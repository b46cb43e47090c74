use std::collections::HashSet;

/// Identifiers already rendered, used to detect newly arrived items
///
/// The set is replaced wholesale after each successful poll, never merged:
/// an item removed upstream and later re-added counts as new again. This
/// keeps the set equal to "what the last poll put on screen".
#[derive(Debug, Clone, Default)]
pub struct SeenSet {
    ids: HashSet<String>,
}

impl SeenSet {
    pub fn new() -> Self {
        Self::default()
    }

    pub fn len(&self) -> usize {
        self.ids.len()
    }

    pub fn is_empty(&self) -> bool {
        self.ids.is_empty()
    }

    pub fn contains(&self, id: &str) -> bool {
        self.ids.contains(id)
    }

    /// Items from `items` whose identity is not yet in the set, in order
    ///
    /// The key closure receives the positional index so callers can fall
    /// back to it for records without a stable id.
    pub fn filter_new<'a, T, K>(&self, items: &'a [T], key: K) -> Vec<&'a T>
    where
        K: Fn(usize, &T) -> String,
    {
        items
            .iter()
            .enumerate()
            .filter(|(index, item)| !self.ids.contains(&key(*index, item)))
            .map(|(_, item)| item)
            .collect()
    }

    /// Replace the set with the full current identifier list
    pub fn replace<I>(&mut self, ids: I)
    where
        I: IntoIterator<Item = String>,
    {
        self.ids = ids.into_iter().collect();
    }
}

#[cfg(test)]
mod tests {
    use super::*;

    fn key(index: usize, item: &&str) -> String {
        let _ = index;
        item.to_string()
    }

    #[test]
    fn test_all_new_on_first_poll() {
        let seen = SeenSet::new();
        let items = ["a", "b", "c"];
        let new = seen.filter_new(&items, |i, s| key(i, s));
        assert_eq!(new.len(), 3);
    }

    #[test]
    fn test_identical_refetch_yields_nothing() {
        let mut seen = SeenSet::new();
        let items = ["a", "b", "c"];
        seen.replace(items.iter().map(|s| s.to_string()));

        let new = seen.filter_new(&items, |i, s| key(i, s));
        assert!(new.is_empty());
    }

    #[test]
    fn test_only_new_items_detected() {
        let mut seen = SeenSet::new();
        seen.replace(["a", "b", "c"].iter().map(|s| s.to_string()));

        let items = ["a", "b", "c", "d"];
        let new = seen.filter_new(&items, |i, s| key(i, s));
        assert_eq!(new, vec![&"d"]);
    }

    #[test]
    fn test_replacement_forgets_removed_items() {
        let mut seen = SeenSet::new();
        seen.replace(["a", "b"].iter().map(|s| s.to_string()));

        // "b" disappeared upstream
        seen.replace(["a"].iter().map(|s| s.to_string()));
        assert!(!seen.contains("b"));

        // Its re-appearance counts as new
        let items = ["a", "b"];
        let new = seen.filter_new(&items, |i, s| key(i, s));
        assert_eq!(new, vec![&"b"]);
    }
}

# Your task:
Write only the number of lines above that contain "HashSet".

# Task response:
2